Une citation bien connue s’énonce comme suit : « En ce monde rien n’est certain, à part la mort et les impôts. » Toutefois, on oublie souvent que le décès entraîne d’autres dépenses qui peuvent aussi être inévitables. « Les frais d’homologation sont habituellement exigibles immédiatement; viennent ensuite les frais funéraires, les frais juridiques et peut-être même les gains en capital sur le chalet familial, souligne Mme Seberras. Si vous n’avez pas prévu de liquidités pour ces dépenses dans votre plan successoral, vos bénéficiaires pourraient se retrouver dans une situation difficile. » Mme Ewing affirme qu’il existe des stratégies et des produits financiers qui peuvent aider à alléger une partie de ce fardeau et fournir ces liquidités. Il peut être utile de discuter de vos options avec un conseiller ou une conseillère en gestion de patrimoine.

No 6 – Se passer de conseils professionnels

À moins d’un examen attentif de votre situation personnelle, votre plan (ou son absence) peut entraîner diverses conséquences imprévues, en particulier si certains éléments de votre plan se contredisent ou ne parviennent pas à alléger votre fardeau fiscal.

« Par exemple, supposons que vous léguez un compte enregistré à vos enfants et le produit d’une assurance à votre conjoint ou conjointe. Cela semble assez simple, mais vous avez en fait entraîné des impôts élevés qui peuvent éroder l’héritage de vos enfants », explique Mme Ewing. Si vous aviez fait l’inverse, il n’y aurait pas de conséquences fiscales immédiates, car les conjoints peuvent généralement recevoir le compte enregistré en franchise d’impôt. « Vous pouvez voir à quel point une situation qui peut vous sembler facile à régler a souvent des conséquences fiscales que les gens ne connaissent pas. »

Mme Seberras ajoute que les conséquences imprévues de ce genre découlent souvent d’une réflexion en silos sur les différents aspects du plan successoral, plutôt qu’une réflexion globale, ce pour quoi les professionnels de la gestion de patrimoine ont été formés.

Rassemblez tous les faits avant de faire un pronostic.

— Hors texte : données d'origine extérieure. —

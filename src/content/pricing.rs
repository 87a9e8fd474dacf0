use serde::Serialize;

use super::Suit;

/// An engagement tier on the hire page, drawn as a playing card.
#[derive(Debug, Clone, PartialEq, Serialize)]
pub struct PricingTier {
    pub name: &'static str,
    pub suit: Suit,
    pub rank: &'static str,
    pub description: &'static str,
    pub price: &'static str,
    pub features: &'static [&'static str],
    pub featured: bool,
}

static TIERS: &[PricingTier] = &[
    PricingTier {
        name: "Quick Win",
        suit: Suit::Clubs,
        rank: "J",
        description: "Single feature or MVP slice shipped fast.",
        price: "$1k–5k",
        features: &[
            "One focused feature",
            "1–2 week delivery",
            "Modern stack",
            "Mobile responsive",
            "Production ready",
            "Clean handoff docs",
        ],
        featured: false,
    },
    PricingTier {
        name: "Full Build",
        suit: Suit::Hearts,
        rank: "Q",
        description: "Complete product with polish and integrations.",
        price: "$5k–10k",
        features: &[
            "End‑to‑end product",
            "3–4 week timeline",
            "Database + API setup",
            "Auth & payments",
            "Admin dashboard",
            "Testing + deployment",
            "2 weeks post‑launch support",
        ],
        featured: false,
    },
    PricingTier {
        name: "Scale Ready",
        suit: Suit::Spades,
        rank: "K",
        description: "Complex platforms built to handle real growth.",
        price: "$10k–20k",
        features: &[
            "Multi‑feature platform",
            "4–6 week build",
            "Real‑time capabilities",
            "Advanced integrations",
            "Performance tuning",
            "Scalable architecture",
            "4 weeks ongoing support",
        ],
        featured: false,
    },
    PricingTier {
        name: "White Glove",
        suit: Suit::Diamonds,
        rank: "A",
        description: "Personal partnership for your most ambitious project.",
        price: "$20k+",
        features: &[
            "Your dedicated engineer",
            "Custom timeline & scope",
            "Weekly strategy calls",
            "Iterative development",
            "Premium architecture",
            "Unlimited revisions",
            "Long‑term partnership",
        ],
        featured: true,
    },
];

pub fn pricing_tiers() -> &'static [PricingTier] {
    TIERS
}

#[cfg(test)]
mod tests {
    use std::collections::HashSet;

    use super::*;

    #[test]
    fn test_one_tier_per_suit() {
        let suits = pricing_tiers().iter().map(|t| t.suit).collect::<HashSet<_>>();
        assert_eq!(suits.len(), Suit::ALL.len());
        assert_eq!(pricing_tiers().iter().filter(|t| t.featured).count(), 1);
    }
}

Les médecins sont particulièrement bien placés pour comprendre l’importance de réunir tous les faits avant de déterminer la bonne ligne de conduite. Bâtir un plan successoral global qui n’entraîne pas de conséquences imprévues peut équivaloir à établir le bon pronostic : pour procéder de la bonne façon, il faut prendre en compte tous les renseignements.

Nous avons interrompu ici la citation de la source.